---------- Supplied data ----------

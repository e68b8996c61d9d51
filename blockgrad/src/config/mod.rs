//! Graph-wide behavior switches.
//!
//! Load from the environment with [`from_env`] or start from [`GraphConfig::default`].

mod builder;
mod constants;

use core::{fmt, str::FromStr};

use constants::DEFAULT_CLIP;

pub use builder::{env_key, env_parsed, from_env};

use crate::ConfigError;

/// Result of `deriv` when neither operand depends on the variable.
#[derive(Clone, Copy, Debug, Default, PartialEq, Eq)]
pub enum ZeroBranch {
    /// `Constant(0)`.
    #[default]
    Zero,
    /// `Constant(forward())`: the value of the subexpression itself, kept for
    /// compatibility with results produced by earlier versions of the engine.
    HeldValue,
}

/// How [`Expr::update`](crate::Expr::update) bounds a single step.
#[derive(Clone, Copy, Debug, Default, PartialEq, Eq)]
pub enum ClipMode {
    /// `grad` if `grad < clip`, else `clip`. Negative steps are not bounded.
    #[default]
    Ceiling,
    /// `grad` clamped into `[-clip, clip]`.
    Symmetric,
}

#[derive(Clone, Debug, PartialEq)]
pub struct GraphConfig {
    /// Clip given to variables created by [`Graph::variable`](crate::Graph::variable).
    pub default_clip: f64,
    pub zero_branch: ZeroBranch,
    pub clip_mode: ClipMode,
}

impl Default for GraphConfig {
    fn default() -> Self {
        Self {
            default_clip: DEFAULT_CLIP,
            zero_branch: ZeroBranch::default(),
            clip_mode: ClipMode::default(),
        }
    }
}

impl GraphConfig {
    pub fn validate(&self) -> Result<(), ConfigError> {
        if self.default_clip.is_nan() || self.default_clip <= 0.0 {
            return Err(ConfigError::Validation(format!(
                "default_clip must be positive, got {}",
                self.default_clip
            )));
        }
        Ok(())
    }
}

impl FromStr for ZeroBranch {
    type Err = String;
    fn from_str(s: &str) -> Result<Self, Self::Err> {
        match s.to_ascii_lowercase().as_str() {
            "zero" => Ok(Self::Zero),
            "held-value" | "held_value" => Ok(Self::HeldValue),
            other => Err(format!("expected `zero` or `held-value`, got `{other}`")),
        }
    }
}

impl FromStr for ClipMode {
    type Err = String;
    fn from_str(s: &str) -> Result<Self, Self::Err> {
        match s.to_ascii_lowercase().as_str() {
            "ceiling" => Ok(Self::Ceiling),
            "symmetric" => Ok(Self::Symmetric),
            other => Err(format!("expected `ceiling` or `symmetric`, got `{other}`")),
        }
    }
}

impl fmt::Display for ZeroBranch {
    fn fmt(&self, f: &mut fmt::Formatter<'_>) -> fmt::Result {
        match self {
            Self::Zero => write!(f, "zero"),
            Self::HeldValue => write!(f, "held-value"),
        }
    }
}

impl fmt::Display for ClipMode {
    fn fmt(&self, f: &mut fmt::Formatter<'_>) -> fmt::Result {
        match self {
            Self::Ceiling => write!(f, "ceiling"),
            Self::Symmetric => write!(f, "symmetric"),
        }
    }
}

#[cfg(test)]
mod tests {
    use super::constants::{ENV_CLIP_MODE, ENV_DEFAULT_CLIP, ENV_ZERO_BRANCH};
    use super::*;
    use serial_test::serial;

    fn clear_env() {
        for suffix in [ENV_DEFAULT_CLIP, ENV_ZERO_BRANCH, ENV_CLIP_MODE] {
            std::env::remove_var(env_key(suffix));
        }
    }

    #[test]
    fn default_config_is_valid() {
        let config = GraphConfig::default();
        assert!(config.validate().is_ok());
        assert_eq!(config.default_clip, 10.0);
        assert_eq!(config.zero_branch, ZeroBranch::Zero);
        assert_eq!(config.clip_mode, ClipMode::Ceiling);
    }

    #[test]
    fn validate_rejects_non_positive_clip() {
        for clip in [0.0, -1.0, f64::NAN] {
            let config = GraphConfig {
                default_clip: clip,
                ..GraphConfig::default()
            };
            assert!(matches!(config.validate(), Err(ConfigError::Validation(_))));
        }
    }

    #[test]
    fn policies_parse_from_str() {
        assert_eq!("zero".parse::<ZeroBranch>(), Ok(ZeroBranch::Zero));
        assert_eq!("Held-Value".parse::<ZeroBranch>(), Ok(ZeroBranch::HeldValue));
        assert_eq!("symmetric".parse::<ClipMode>(), Ok(ClipMode::Symmetric));
        assert!("both".parse::<ClipMode>().is_err());
        assert_eq!(ClipMode::Ceiling.to_string().parse::<ClipMode>(), Ok(ClipMode::Ceiling));
    }

    #[test]
    #[serial]
    fn from_env_falls_back_to_defaults() {
        clear_env();
        assert_eq!(from_env().unwrap(), GraphConfig::default());
    }

    #[test]
    #[serial]
    fn from_env_overrides_with_env_vars() {
        clear_env();
        std::env::set_var(env_key(ENV_DEFAULT_CLIP), "2.5");
        std::env::set_var(env_key(ENV_ZERO_BRANCH), "held-value");
        std::env::set_var(env_key(ENV_CLIP_MODE), "symmetric");
        let config = from_env();
        clear_env();
        let config = config.unwrap();
        assert_eq!(config.default_clip, 2.5);
        assert_eq!(config.zero_branch, ZeroBranch::HeldValue);
        assert_eq!(config.clip_mode, ClipMode::Symmetric);
    }

    #[test]
    #[serial]
    fn from_env_reports_parse_errors() {
        clear_env();
        std::env::set_var(env_key(ENV_CLIP_MODE), "sideways");
        let res = from_env();
        clear_env();
        match res {
            Err(ConfigError::Parse { key, value, .. }) => {
                assert_eq!(key, "BLOCKGRAD_CLIP_MODE");
                assert_eq!(value, "sideways");
            }
            other => panic!("expected parse error, got {other:?}"),
        }
    }

    #[test]
    #[serial]
    fn from_env_validates() {
        clear_env();
        std::env::set_var(env_key(ENV_DEFAULT_CLIP), "-3");
        let res = from_env();
        clear_env();
        assert!(matches!(res, Err(ConfigError::Validation(_))));
    }
}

----------

Without altering a single word, transcribe the entries above.

repository e68b8996c61d9d51
filename blockgrad/src/config/mod.rs
//! Graph-wide behavior switches.
//!
//! Load from the environment with [`from_env`] or start from [`GraphConfig::default`].

mod builder;
mod constants;

use core::{fmt, str::FromStr};

use constants::DEFAULT_CLIP;

pub use builder::{env_key, env_parsed, from_env};

use crate::ConfigError;

/// Result of `deriv` when neither operand depends on the variable.
#[derive(Clone, Copy, Debug, Default, PartialEq, Eq)]
pub enum ZeroBranch {
    /// `Constant(0)`.
    #[default]
    Zero,
    /// `Constant(forward())`: the value of the subexpression itself, kept for
    /// compatibility with results produced by earlier versions of the engine.
    HeldValue,
}

/// How [`Expr::update`](crate::Expr::update) bounds a single step.
#[derive(Clone, Copy, Debug, Default, PartialEq, Eq)]
pub enum ClipMode {
    /// `grad` if `grad < clip`, else `clip`. Negative steps are not bounded.
    #[default]
    Ceiling,
    /// `grad` clamped into `[-clip, clip]`.
    Symmetric,
}

#[derive(Clone, Debug, PartialEq)]
pub struct GraphConfig {
    /// Clip given to variables created by [`Graph::variable`](crate::Graph::variable).
    pub default_clip: f64,
    pub zero_branch: ZeroBranch,
    pub clip_mode: ClipMode,
}

impl Default for GraphConfig {
    fn default() -> Self {
        Self {
            default_clip: DEFAULT_CLIP,
            zero_branch: ZeroBranch::default(),
            clip_mode: ClipMode::default(),
        }
    }
}

impl GraphConfig {
    pub fn validate(&self) -> Result<(), ConfigError> {
        if self.default_clip.is_nan() || self.default_clip <= 0.0 {
            return Err(ConfigError::Validation(format!(
                "default_clip must be positive, got {}",
                self.default_clip
            )));
        }
        Ok(())
    }
}

impl FromStr for ZeroBranch {
    type Err = String;
    fn from_str(s: &str) -> Result<Self, Self::Err> {
        match s.to_ascii_lowercase().as_str() {
            "zero" => Ok(Self::Zero),
            "held-value" | "held_value" => Ok(Self::HeldValue),
            other => Err(format!("expected `zero` or `held-value`, got `{other}`")),
        }
    }
}

impl FromStr for ClipMode {
    type Err = String;
    fn from_str(s: &str) -> Result<Self, Self::Err> {
        match s.to_ascii_lowercase().as_str() {
            "ceiling" => Ok(Self::Ceiling),
            "symmetric" => Ok(Self::Symmetric),
            other => Err(format!("expected `ceiling` or `symmetric`, got `{other}`")),
        }
    }
}

impl fmt::Display for ZeroBranch {
    fn fmt(&self, f: &mut fmt::Formatter<'_>) -> fmt::Result {
        match self {
            Self::Zero => write!(f, "zero"),
            Self::HeldValue => write!(f, "held-value"),
        }
    }
}

impl fmt::Display for ClipMode {
    fn fmt(&self, f: &mut fmt::Formatter<'_>) -> fmt::Result {
        match self {
            Self::Ceiling => write!(f, "ceiling"),
            Self::Symmetric => write!(f, "symmetric"),
        }
    }
}

#[cfg(test)]
mod tests {
    use super::constants::{ENV_CLIP_MODE, ENV_DEFAULT_CLIP, ENV_ZERO_BRANCH};
    use super::*;
    use serial_test::serial;

    fn clear_env() {
        for suffix in [ENV_DEFAULT_CLIP, ENV_ZERO_BRANCH, ENV_CLIP_MODE] {
            std::env::remove_var(env_key(suffix));
        }
    }

    #[test]
    fn default_config_is_valid() {
        let config = GraphConfig::default();
        assert!(config.validate().is_ok());
        assert_eq!(config.default_clip, 10.0);
        assert_eq!(config.zero_branch, ZeroBranch::Zero);
        assert_eq!(config.clip_mode, ClipMode::Ceiling);
    }

    #[test]
    fn validate_rejects_non_positive_clip() {
        for clip in [0.0, -1.0, f64::NAN] {
            let config = GraphConfig {
                default_clip: clip,
                ..GraphConfig::default()
            };
            assert!(matches!(config.validate(), Err(ConfigError::Validation(_))));
        }
    }

    #[test]
    fn policies_parse_from_str() {
        assert_eq!("zero".parse::<ZeroBranch>(), Ok(ZeroBranch::Zero));
        assert_eq!("Held-Value".parse::<ZeroBranch>(), Ok(ZeroBranch::HeldValue));
        assert_eq!("symmetric".parse::<ClipMode>(), Ok(ClipMode::Symmetric));
        assert!("both".parse::<ClipMode>().is_err());
        assert_eq!(ClipMode::Ceiling.to_string().parse::<ClipMode>(), Ok(ClipMode::Ceiling));
    }

    #[test]
    #[serial]
    fn from_env_falls_back_to_defaults() {
        clear_env();
        assert_eq!(from_env().unwrap(), GraphConfig::default());
    }

    #[test]
    #[serial]
    fn from_env_overrides_with_env_vars() {
        clear_env();
        std::env::set_var(env_key(ENV_DEFAULT_CLIP), "2.5");
        std::env::set_var(env_key(ENV_ZERO_BRANCH), "held-value");
        std::env::set_var(env_key(ENV_CLIP_MODE), "symmetric");
        let config = from_env();
        clear_env();
        let config = config.unwrap();
        assert_eq!(config.default_clip, 2.5);
        assert_eq!(config.zero_branch, ZeroBranch::HeldValue);
        assert_eq!(config.clip_mode, ClipMode::Symmetric);
    }

    #[test]
    #[serial]
    fn from_env_reports_parse_errors() {
        clear_env();
        std::env::set_var(env_key(ENV_CLIP_MODE), "sideways");
        let res = from_env();
        clear_env();
        match res {
            Err(ConfigError::Parse { key, value, .. }) => {
                assert_eq!(key, "BLOCKGRAD_CLIP_MODE");
                assert_eq!(value, "sideways");
            }
            other => panic!("expected parse error, got {other:?}"),
        }
    }

    #[test]
    #[serial]
    fn from_env_validates() {
        clear_env();
        std::env::set_var(env_key(ENV_DEFAULT_CLIP), "-3");
        let res = from_env();
        clear_env();
        assert!(matches!(res, Err(ConfigError::Validation(_))));
    }
}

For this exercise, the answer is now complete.